What's more, it's been donated with a false rationale -- claim to be helping the poor. The Central Americans who have joined a caravan in hopes of easy entry to the states aren't the poor at all -- studies show that they come from the lower middle classes of their countries, not the poorest of the poor, and have the technology and social media skill to take part in the new organized smuggling operations such as caravans. They're either looking for a better job or more likely, an easier life courtesy of the U.S. taxpayer. We have all seen photos of these caravaners wearing designer clothes, pushing expensive strollers, using cellphones, fighting obesity, leaving huge mounds of garbage, something truly poor people can't do given they have nothing to litter with, and triumphantly waving the Honduran flag as if they were conquering something. Poorest of the poor, hardly. And what we don't see, yet which is obvious enough, is that most have plenty of money for the journey, including for some, money to pay coyotes for the final border break into the U.S.
The hypocrisy piles up when one considers that these supposed poor come from some place - a place the pope has yet to condemn in his sermons as he points the finger at us, places whose democratic governments that supposedly drive people from their homelands. Where's his condemnation of those governments if the problem is what he says it is?
And if these people are so poor and deprived, can he tell us why he didn't donate the money to them in their home countries?
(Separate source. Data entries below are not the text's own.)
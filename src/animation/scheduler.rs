use std::borrow::Cow;

use slotmap::{SlotMap, new_key_type};
use smallvec::SmallVec;

use crate::animation::easing::AnimationCurve;
use crate::scene::ViewKey;
use crate::scene::view::Rect;

new_key_type! {
    /// Completion token returned by [`AnimationScheduler::schedule`].
    pub struct AnimationHandle;
}

/// Anything that stores view frames an animation can drive.
pub trait AnimationTarget {
    fn frame(&self, view: ViewKey) -> Option<Rect>;

    /// Returns `false` when the view no longer exists.
    fn set_frame(&mut self, view: ViewKey, frame: Rect) -> bool;
}

#[derive(Debug, Clone, PartialEq)]
pub struct AnimationConfig {
    pub tag: Cow<'static, str>,
    /// Seconds.
    pub duration: f32,
    /// Seconds between commit and the first interpolated frame.
    pub delay: f32,
    pub curve: AnimationCurve,
}

impl Default for AnimationConfig {
    fn default() -> Self {
        Self {
            tag: Cow::Borrowed(""),
            duration: 0.25,
            delay: 0.0,
            curve: AnimationCurve::Linear,
        }
    }
}

/// Reported once per handle, on the tick its animation ended.
#[derive(Debug, Clone, Copy, PartialEq, Eq)]
pub struct Completion {
    pub handle: AnimationHandle,
    /// `false` when the animation was cancelled before reaching its end frame.
    pub finished: bool,
}

#[derive(Debug, Clone)]
struct FrameAnimation {
    config: AnimationConfig,
    target: ViewKey,
    from: Rect,
    to: Rect,
    elapsed: f32,
    cancelled: bool,
}

impl FrameAnimation {
    fn progress(&self) -> f32 {
        let active = self.elapsed - self.config.delay;
        if active < 0.0 {
            return 0.0;
        }
        if self.config.duration <= 0.0 {
            return 1.0;
        }
        (active / self.config.duration).min(1.0)
    }
}

/// Tick-driven frame animations.
///
/// Every scheduled animation completes exactly once: either when its clock
/// passes `delay + duration`, or on the tick after it was cancelled.
#[derive(Debug)]
pub struct AnimationScheduler {
    animations: SlotMap<AnimationHandle, FrameAnimation>,
    enabled: bool,
}

impl Default for AnimationScheduler {
    fn default() -> Self {
        Self::new()
    }
}

impl AnimationScheduler {
    #[must_use]
    pub fn new() -> Self {
        Self {
            animations: SlotMap::with_key(),
            enabled: true,
        }
    }

    /// Commits an animation of `target` from `from` to `to`.
    ///
    /// The target is not touched until the first [`update`](Self::update).
    pub fn schedule(
        &mut self,
        target: ViewKey,
        from: Rect,
        to: Rect,
        config: AnimationConfig,
    ) -> AnimationHandle {
        let elapsed = if self.enabled {
            0.0
        } else {
            config.delay + config.duration
        };
        log::trace!(
            "Animation '{}' scheduled: {:.3}s after {:.3}s delay",
            config.tag,
            config.duration,
            config.delay
        );
        self.animations.insert(FrameAnimation {
            config,
            target,
            from,
            to,
            elapsed,
            cancelled: false,
        })
    }

    /// Advances every clock by `dt` seconds and writes the interpolated frames.
    ///
    /// Returns the animations that ended during this tick.
    pub fn update(&mut self, dt: f32, target: &mut dyn AnimationTarget) -> SmallVec<[Completion; 4]> {
        let mut completed: SmallVec<[Completion; 4]> = SmallVec::new();

        for (handle, anim) in &mut self.animations {
            if anim.cancelled {
                completed.push(Completion {
                    handle,
                    finished: false,
                });
                continue;
            }

            anim.elapsed += dt;
            if anim.elapsed < anim.config.delay {
                continue;
            }

            let t = anim.progress();
            let frame = anim.from.lerp(anim.to, anim.config.curve.apply(t));
            target.set_frame(anim.target, frame);

            if t >= 1.0 {
                completed.push(Completion {
                    handle,
                    finished: true,
                });
            }
        }

        for completion in &completed {
            self.animations.remove(completion.handle);
        }
        completed
    }

    /// Stops an animation where it is. Its completion is still reported on the next tick.
    pub fn cancel(&mut self, handle: AnimationHandle) -> bool {
        match self.animations.get_mut(handle) {
            Some(anim) => {
                anim.cancelled = true;
                true
            }
            None => false,
        }
    }

    /// Cancels every animation committed with `tag`. Returns how many were hit.
    pub fn remove_animations(&mut self, tag: &str) -> usize {
        let mut count = 0;
        for anim in self.animations.values_mut() {
            if anim.config.tag == tag && !anim.cancelled {
                anim.cancelled = true;
                count += 1;
            }
        }
        count
    }

    /// When disabled, new animations jump to their end frame on the next tick.
    pub fn set_animations_enabled(&mut self, enabled: bool) {
        self.enabled = enabled;
    }

    #[must_use]
    pub fn are_animations_enabled(&self) -> bool {
        self.enabled
    }

    #[must_use]
    pub fn is_animating(&self, view: ViewKey) -> bool {
        self.animations
            .values()
            .any(|anim| anim.target == view && !anim.cancelled)
    }

    #[must_use]
    pub fn contains(&self, handle: AnimationHandle) -> bool {
        self.animations.contains_key(handle)
    }

    #[must_use]
    pub fn len(&self) -> usize {
        self.animations.len()
    }

    #[must_use]
    pub fn is_empty(&self) -> bool {
        self.animations.is_empty()
    }
}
Here's another hypocrisy: If poverty and starvation are something the pope claims he is concerned about, why hasn't the Vatican delivered a $500,000 donation to Venezuela's genuinely impoverished and oppressed people? We are seeing pictures like this coming out of Venezuela now:
No es #Africa es #Venezuela. Es una verguenza que us país con grandes extensiones de tierras no sea capaz de asegurar la #seguridad #alimentaria a toda su población. Personas desnutidas son más susceptibles a enfermedades y a disminución de su capacidad intelectual. pic.twitter.com/bXuml539A4
— Alianza Venezolana por la Salud (@alianzavsalud) April 27, 2019
It's true the Maduro administration is blocking aid from the U.S., but it has softened up and allowed aid from the International Red Cross and Russia to come in. What's more, dictator Nicolas Maduro has openly sought favor from Pope Francis, which makes acceptance of Vatican aid a very likely prospect. Here's another way: Economist Steve Hanke reports that cryptocurrency can bring aid to the country with no interference from Maduro. The Vatican has a lot of options. Any Venezuelan aid listed for Peter's Pence? Not a dime.
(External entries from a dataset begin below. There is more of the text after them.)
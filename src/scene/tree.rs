use glam::Mat4;
use slotmap::SlotMap;
use smallvec::SmallVec;

use crate::animation::AnimationTarget;
use crate::app::VisitingCamera;
use crate::render::{DrawCommand, Renderer};
use crate::scene::camera::Camera;
use crate::scene::view::{Rect, View};
use crate::scene::{CameraKey, ViewKey};

/// One entry of the subview list, in insertion order.
#[derive(Debug, Clone, Copy, PartialEq, Eq)]
pub enum Subview {
    View(ViewKey),
    Camera(CameraKey),
}

/// Subview storage of a window.
///
/// Owns every view and camera attached to the window. Cameras are also
/// registered in a separate list that is re-sorted by render order lazily,
/// the first time it is read after a structural change.
#[derive(Default)]
pub struct ViewTree {
    views: SlotMap<ViewKey, View>,
    camera_store: SlotMap<CameraKey, Camera>,
    subviews: Vec<Subview>,

    cameras: Vec<CameraKey>,
    camera_order_dirty: bool,
}

impl ViewTree {
    #[must_use]
    pub fn new() -> Self {
        Self::default()
    }

    // ========================================================================
    // Views
    // ========================================================================

    pub fn add_view(&mut self, view: View) -> ViewKey {
        let key = self.views.insert(view);
        self.subviews.push(Subview::View(key));
        key
    }

    /// Detaches a view, handing it back. Stale keys are ignored.
    pub fn remove_view(&mut self, key: ViewKey) -> Option<View> {
        let view = self.views.remove(key)?;
        self.subviews.retain(|s| *s != Subview::View(key));
        Some(view)
    }

    #[must_use]
    pub fn view(&self, key: ViewKey) -> Option<&View> {
        self.views.get(key)
    }

    pub fn view_mut(&mut self, key: ViewKey) -> Option<&mut View> {
        self.views.get_mut(key)
    }

    #[must_use]
    pub fn contains_view(&self, key: ViewKey) -> bool {
        self.views.contains_key(key)
    }

    pub fn set_z_order(&mut self, key: ViewKey, z_order: i32) -> bool {
        match self.views.get_mut(key) {
            Some(view) => {
                view.z_order = z_order;
                true
            }
            None => false,
        }
    }

    #[must_use]
    pub fn subviews(&self) -> &[Subview] {
        &self.subviews
    }

    /// Views in back-to-front order: ascending z, ties keep insertion order.
    #[must_use]
    pub fn draw_order(&self) -> SmallVec<[ViewKey; 16]> {
        let mut keys: SmallVec<[ViewKey; 16]> = self
            .subviews
            .iter()
            .filter_map(|s| match s {
                Subview::View(key) => Some(*key),
                Subview::Camera(_) => None,
            })
            .collect();
        keys.sort_by_key(|key| self.views.get(*key).map_or(0, |v| v.z_order));
        keys
    }

    // ========================================================================
    // Cameras
    // ========================================================================

    /// Stores the camera as a subview and registers it for rendering.
    pub fn add_camera(&mut self, camera: Camera) -> CameraKey {
        let key = self.camera_store.insert(camera);
        self.subviews.push(Subview::Camera(key));
        self.cameras.push(key);
        self.camera_order_dirty = true;
        key
    }

    pub fn remove_camera(&mut self, key: CameraKey) -> Option<Camera> {
        let camera = self.camera_store.remove(key)?;
        self.subviews.retain(|s| *s != Subview::Camera(key));
        self.cameras.retain(|k| *k != key);
        self.camera_order_dirty = true;
        Some(camera)
    }

    #[must_use]
    pub fn camera(&self, key: CameraKey) -> Option<&Camera> {
        self.camera_store.get(key)
    }

    pub fn camera_mut(&mut self, key: CameraKey) -> Option<&mut Camera> {
        self.camera_store.get_mut(key)
    }

    pub fn set_camera_render_order(&mut self, key: CameraKey, order: i32) -> bool {
        match self.camera_store.get_mut(key) {
            Some(camera) => {
                if camera.render_order() != order {
                    camera.set_render_order(order);
                    self.camera_order_dirty = true;
                }
                true
            }
            None => false,
        }
    }

    /// Registered cameras, ascending by render order.
    ///
    /// The sort is stable, so cameras sharing an order keep their
    /// registration order.
    pub fn cameras(&mut self) -> &[CameraKey] {
        if self.camera_order_dirty {
            let store = &self.camera_store;
            self.cameras
                .sort_by_key(|key| store.get(*key).map_or(0, Camera::render_order));
            self.camera_order_dirty = false;
        }
        &self.cameras
    }

    #[must_use]
    pub fn is_camera_order_dirty(&self) -> bool {
        self.camera_order_dirty
    }

    // ========================================================================
    // Bulk operations
    // ========================================================================

    /// Drops every view and camera, deregistering the cameras.
    pub fn clear(&mut self) {
        self.views.clear();
        self.camera_store.clear();
        self.subviews.clear();
        self.cameras.clear();
        self.camera_order_dirty = false;
    }

    /// Drops every view and every camera except `keep`, which stays
    /// registered under the same key. A stale `keep` clears everything.
    pub fn clear_except_camera(&mut self, keep: CameraKey) {
        self.views.clear();
        self.camera_store.retain(|key, _| key == keep);
        self.subviews.clear();
        self.cameras.clear();
        if self.camera_store.contains_key(keep) {
            self.subviews.push(Subview::Camera(keep));
            self.cameras.push(keep);
        }
        self.camera_order_dirty = true;
    }

    #[must_use]
    pub fn len(&self) -> usize {
        self.subviews.len()
    }

    #[must_use]
    pub fn is_empty(&self) -> bool {
        self.subviews.is_empty()
    }

    /// Queues one draw per view the visiting camera can see.
    pub fn visit(
        &self,
        renderer: &mut dyn Renderer,
        parent_transform: &Mat4,
        visiting: &VisitingCamera,
    ) {
        for key in self.draw_order() {
            let Some(view) = self.views.get(key) else {
                continue;
            };
            if !view.is_visible_to(visiting.flag) {
                continue;
            }
            renderer.submit(DrawCommand {
                view: key,
                camera: visiting.key,
                model: *parent_transform * view.frame.to_mat4(),
                view_projection: visiting.view_projection,
                color: view.background,
                z_order: view.z_order,
            });
        }
    }
}

impl AnimationTarget for ViewTree {
    fn frame(&self, view: ViewKey) -> Option<Rect> {
        self.views.get(view).map(|v| v.frame)
    }

    fn set_frame(&mut self, view: ViewKey, frame: Rect) -> bool {
        match self.views.get_mut(view) {
            Some(v) => {
                v.frame = frame;
                true
            }
            None => false,
        }
    }
}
No, this cash is meant to get a political result. It's a bad one, given that the U.S. requires a credible system for rule of law for its democracy to function at all. The pope doesn't seem to understand any of this, despite the rich bed of scholarship throughout the Church that would suggest just that.
His cash to encourage illegal migration is bad stuff, and nakedly political, diminishing his office. With the Vatican now meddling in U.S. internal affairs like Machiavellian popes of old, maybe it's time for President Trump to give it a taste of U.S. sanctions.